Morte manager in Croazia, arrestati armatore e skipper

Una tragedia certamente evitabile, addebitabile ad imperizia umana. Il proprietario e lo skipper dello yacht nel quale è morto il manager siciliano Eugenio Vinci per avvelenamento da monossido di carbonio, sono stati arrestati per aver installato un motore nella barca senza seguire le norme di sicurezza, causando la fuoriuscita dei gas tossici. Lo ha reso noto la polizia croata. Si tratta di un uomo di 23 anni ed uno di 27 anni, entrambi croati. I due figli del manager sono ancora ricoverati in gravi condizioni all’ospedale di Spalato.

In base alle indagini della direzione della polizia di Spalato-Dalmazia, il motore sarebbe stato installato l’8 agosto. Armatore e skipper non avrebbero seguito le norme di sicurezza, inserendo nel vano motore un generatore a benzina che si raffredda ad aria.

Una volta avviato, il motore ha iniziato a sprigionare gas tossici che hanno raggiunto anche le cabine, avvelenando il manager e i due figli, un bimbo di cinque e una ragazzina di quattordici anni.

IL SINDACO MANCUSO: “SIAMO ATTONITI”- “Stavamo trascorrendo una vacanza stupenda, una tragedia inenarrabile, siamo tutti attoniti”: queste le parole del sindaco di Sant’Agata di Militello, intervistato al telefono da Telecolor ed ancora sconvolto ed in ospedale, a Spalato, in seguito alla morte di Eugenio Vinci, il manager siciliano ucciso dal monossido di carbonio sulla barca che aveva preso a noleggio per una gita in Croazia con amici.

L’autopsia ha confermato che Vinci ha inalato un’alta dose di monossido di carbonio. Lo scrive anche il quotidiano dalmata “Slobodna Dalmacija” che cita fonti del centro ospedaliero di Spalato dove è stata effettuata. In terapia intensiva con funzioni vitali compromesse si trovano ancora il figlioletto di cinque anni di Vinci e la figlia di undici anni della moglie del manager, Manuela Fiasconaro, quest’ultima altrettanto intossicata ma in condizioni stabili.

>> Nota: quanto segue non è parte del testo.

//! libSQL backend: durable `StateStore` implementation.
//!
//! One `state` table keyed by `(namespace, key)`; values are JSON text.
//! Supports local file and in-memory databases.

use std::path::Path;
use std::sync::Arc;

use async_trait::async_trait;
use chrono::Utc;
use libsql::{Connection, Database as LibSqlDatabase, params};
use tracing::info;

use crate::error::StoreError;
use crate::store::migrations;
use crate::store::traits::StateStore;

/// libSQL state store.
///
/// Stores a single connection that is reused for all operations.
pub struct LibSqlStore {
    #[allow(dead_code)]
    db: Arc<LibSqlDatabase>,
    conn: Connection,
}

impl LibSqlStore {
    /// Open (or create) a local database file and run migrations.
    pub async fn new_local(path: &Path) -> Result<Self, StoreError> {
        if let Some(parent) = path.parent() {
            std::fs::create_dir_all(parent).map_err(|e| {
                StoreError::Pool(format!("Failed to create database directory: {e}"))
            })?;
        }

        let db = libsql::Builder::new_local(path)
            .build()
            .await
            .map_err(|e| StoreError::Pool(format!("Failed to open libSQL database: {e}")))?;

        let store = Self::from_database(db).await?;
        info!(path = %path.display(), "State store opened");
        Ok(store)
    }

    /// Create an in-memory database (for tests).
    pub async fn new_memory() -> Result<Self, StoreError> {
        let db = libsql::Builder::new_local(":memory:")
            .build()
            .await
            .map_err(|e| StoreError::Pool(format!("Failed to create in-memory database: {e}")))?;
        Self::from_database(db).await
    }

    async fn from_database(db: LibSqlDatabase) -> Result<Self, StoreError> {
        let conn = db
            .connect()
            .map_err(|e| StoreError::Pool(format!("Failed to create connection: {e}")))?;
        migrations::run_migrations(&conn).await?;
        Ok(Self {
            db: Arc::new(db),
            conn,
        })
    }
}

#[async_trait]
impl StateStore for LibSqlStore {
    async fn get(
        &self,
        namespace: &str,
        key: &str,
    ) -> Result<Option<serde_json::Value>, StoreError> {
        let mut rows = self
            .conn
            .query(
                "SELECT value FROM state WHERE namespace = ?1 AND key = ?2",
                params![namespace, key],
            )
            .await
            .map_err(|e| StoreError::Query(format!("get {namespace}/{key}: {e}")))?;

        match rows.next().await {
            Ok(Some(row)) => {
                let raw: String = row
                    .get(0)
                    .map_err(|e| StoreError::Query(format!("get {namespace}/{key}: {e}")))?;
                serde_json::from_str(&raw)
                    .map(Some)
                    .map_err(|e| StoreError::Serialization(format!("{namespace}/{key}: {e}")))
            }
            Ok(None) => Ok(None),
            Err(e) => Err(StoreError::Query(format!("get {namespace}/{key}: {e}"))),
        }
    }

    async fn set(
        &self,
        namespace: &str,
        key: &str,
        value: &serde_json::Value,
    ) -> Result<(), StoreError> {
        let now = Utc::now().to_rfc3339();
        let raw =
            serde_json::to_string(value).map_err(|e| StoreError::Serialization(e.to_string()))?;

        self.conn
            .execute(
                "INSERT INTO state (namespace, key, value, updated_at) VALUES (?1, ?2, ?3, ?4)
                 ON CONFLICT (namespace, key) DO UPDATE SET value = ?3, updated_at = ?4",
                params![namespace, key, raw, now],
            )
            .await
            .map_err(|e| StoreError::Query(format!("set {namespace}/{key}: {e}")))?;
        Ok(())
    }

    async fn delete(&self, namespace: &str, key: &str) -> Result<bool, StoreError> {
        let count = self
            .conn
            .execute(
                "DELETE FROM state WHERE namespace = ?1 AND key = ?2",
                params![namespace, key],
            )
            .await
            .map_err(|e| StoreError::Query(format!("delete {namespace}/{key}: {e}")))?;
        Ok(count > 0)
    }
}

Spalato sono arrivati i familiari dei coniugi Vinci, i fratelli della moglie, Luca e Massimiliano Fiasconaro. Nel capoluogo dalmata è giunto anche il Console generale d’Italia a Fiume, Paolo Palminteri, che in stretto raccordo con la Farnesina, segue fin dal primo momento il caso ed è in contatto con le tre famiglie italiane per prestare loro ogni possibile assistenza.